More cement permits issued amid scarcity
Following the shortage of locally produced cement, more traders are opting for permits to import cement into the country through the Ministry of Industry and Trade.
Cement shortage has seen prices rising to between K9,000 and K10, 000 per 50 kilogramme bag from K6,000 when there is normal supply.
The scarcity of the product has also affected the construction industry as works have stalled.
In an interview on Monday, Ministry of Industry and Trade publicist, Wiskesi Nkombezi, said more traders are applying for cement import permits as a way of addressing the situation.
He confirmed that the ministry has held discussions with players in the cement industry on the matter as well as issued import permits to fill the gap.

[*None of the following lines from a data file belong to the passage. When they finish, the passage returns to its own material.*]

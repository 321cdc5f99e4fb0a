//! Locations of values inside nested input.
//!
//! A [`Location`] is an ordered list of [`LocItem`] segments: string keys for
//! model fields and mapping entries, integers for sequence indexes. Every
//! [`ErrorRecord`](crate::ErrorRecord) carries one.

use std::fmt::{self, Display};

use serde::{Deserialize, Serialize};

/// One segment of a [`Location`].
#[derive(Debug, Clone, PartialEq, Eq, Hash, Serialize, Deserialize)]
#[serde(untagged)]
pub enum LocItem {
    /// A field name, mapping key, or union member label.
    Key(String),
    /// A sequence index.
    Index(i64),
}

impl LocItem {
    /// Returns the key if this is a key segment.
    pub fn as_key(&self) -> Option<&str> {
        match self {
            LocItem::Key(k) => Some(k),
            LocItem::Index(_) => None,
        }
    }
}

impl From<&str> for LocItem {
    fn from(key: &str) -> Self {
        LocItem::Key(key.to_string())
    }
}

impl From<String> for LocItem {
    fn from(key: String) -> Self {
        LocItem::Key(key)
    }
}

impl From<i64> for LocItem {
    fn from(index: i64) -> Self {
        LocItem::Index(index)
    }
}

impl From<usize> for LocItem {
    fn from(index: usize) -> Self {
        LocItem::Index(index as i64)
    }
}

impl From<i32> for LocItem {
    fn from(index: i32) -> Self {
        LocItem::Index(index as i64)
    }
}

impl Display for LocItem {
    fn fmt(&self, f: &mut fmt::Formatter<'_>) -> fmt::Result {
        match self {
            LocItem::Key(k) => write!(f, "{}", k),
            LocItem::Index(i) => write!(f, "{}", i),
        }
    }
}

/// A path to a value in nested input.
///
/// Paths are immutable: `push` and `join` return new paths so sibling
/// branches can share a common prefix.
///
/// # Example
///
/// ```rust
/// use schemata::Location;
///
/// let loc = Location::root().push("users").push(0).push("email");
/// assert_eq!(loc.to_string(), "users.0.email");
/// assert_eq!(loc.len(), 3);
/// ```
#[derive(Debug, Clone, PartialEq, Eq, Hash, Default, Serialize, Deserialize)]
#[serde(transparent)]
pub struct Location {
    items: Vec<LocItem>,
}

impl Location {
    /// Creates an empty path representing the validated value itself.
    pub fn root() -> Self {
        Self::default()
    }

    /// Creates a path from any sequence of segments.
    pub fn from_items<I, T>(items: I) -> Self
    where
        I: IntoIterator<Item = T>,
        T: Into<LocItem>,
    {
        Self {
            items: items.into_iter().map(Into::into).collect(),
        }
    }

    /// Returns a new path with one segment appended.
    pub fn push(&self, item: impl Into<LocItem>) -> Self {
        let mut items = self.items.clone();
        items.push(item.into());
        Self { items }
    }

    /// Returns a new path with every segment of `tail` appended.
    pub fn join(&self, tail: &[LocItem]) -> Self {
        let mut items = self.items.clone();
        items.extend_from_slice(tail);
        Self { items }
    }

    /// Returns true if this is the root path.
    pub fn is_root(&self) -> bool {
        self.items.is_empty()
    }

    /// Returns the number of segments.
    pub fn len(&self) -> usize {
        self.items.len()
    }

    /// Returns true if this path has no segments.
    pub fn is_empty(&self) -> bool {
        self.items.is_empty()
    }

    /// Returns the segments as a slice.
    pub fn items(&self) -> &[LocItem] {
        &self.items
    }

    /// Returns the last segment, or None at the root.
    pub fn last(&self) -> Option<&LocItem> {
        self.items.last()
    }
}

impl Display for Location {
    fn fmt(&self, f: &mut fmt::Formatter<'_>) -> fmt::Result {
        for (i, item) in self.items.iter().enumerate() {
            if i > 0 {
                write!(f, ".")?;
            }
            write!(f, "{}", item)?;
        }
        Ok(())
    }
}

#[cfg(test)]
mod tests {
    use super::*;

    #[test]
    fn test_root_is_empty() {
        let loc = Location::root();
        assert!(loc.is_root());
        assert_eq!(loc.len(), 0);
        assert_eq!(loc.to_string(), "");
    }

    #[test]
    fn test_mixed_segments() {
        let loc = Location::root().push("items").push(2usize).push("name");
        assert_eq!(loc.to_string(), "items.2.name");
        assert_eq!(
            loc.items(),
            &[
                LocItem::Key("items".into()),
                LocItem::Index(2),
                LocItem::Key("name".into())
            ]
        );
    }

    #[test]
    fn test_push_does_not_mutate() {
        let base = Location::root().push("users");
        let a = base.push(0);
        let b = base.push(1);
        assert_eq!(base.len(), 1);
        assert_eq!(a.last(), Some(&LocItem::Index(0)));
        assert_eq!(b.last(), Some(&LocItem::Index(1)));
    }

    #[test]
    fn test_join() {
        let loc = Location::root()
            .push("a")
            .join(&[LocItem::Index(0), LocItem::Key("b".into())]);
        assert_eq!(loc.to_string(), "a.0.b");
    }

    #[test]
    fn test_serializes_as_plain_array() {
        let loc = Location::from_items([LocItem::from("pets"), LocItem::from(3)]);
        assert_eq!(
            serde_json::to_value(&loc).unwrap(),
            serde_json::json!(["pets", 3])
        );
    }
}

“It is not that we had stopped issuing the permits, but because of the scarcity and because the traders do not want to be out of business, they are, therefore, coming in large numbers to apply for the permits. This will assist in making the product available on the market.
“Apart from that , the government is also casting the net wider on sources of supply to make sure that traditional cement sources are not overstretched,” Nkombezi said.
He further said, to control prices on the market; the government will take punitive measures against anyone offering prices higher than the recommended ones in accordance with the provisions of the relevant laws of Malawi.
“We know that some traders have taken advantage of the situation to hike prices. As a permit issuing office, we will be monitoring them and, if we find any trader abusing the permit by offering higher prices, our office will not grant them another permit in future,” he said.
Two weeks ago, The Polytechnic Dean of Built Environment Faculty, Rodrick Chilipunde, noted that the shortage of cement is a very serious problem as its effects will spill over to the economic growth of the country, if not be addressed immediately.
Chilipunde said construction cost will increase and may double within a short time resulting in increased inflation.
“A lot of projects have stalled translating to an increase in unemployment as many labourers will be laid off. Construction firms are likely to close due to lack of productivity, limited money flow to citizens since construction is a major source of income,” he said.
He further said cement contributes 55 percent t o construction works and that the economic growth of a country is mostly measured based on the performance of its construction industry.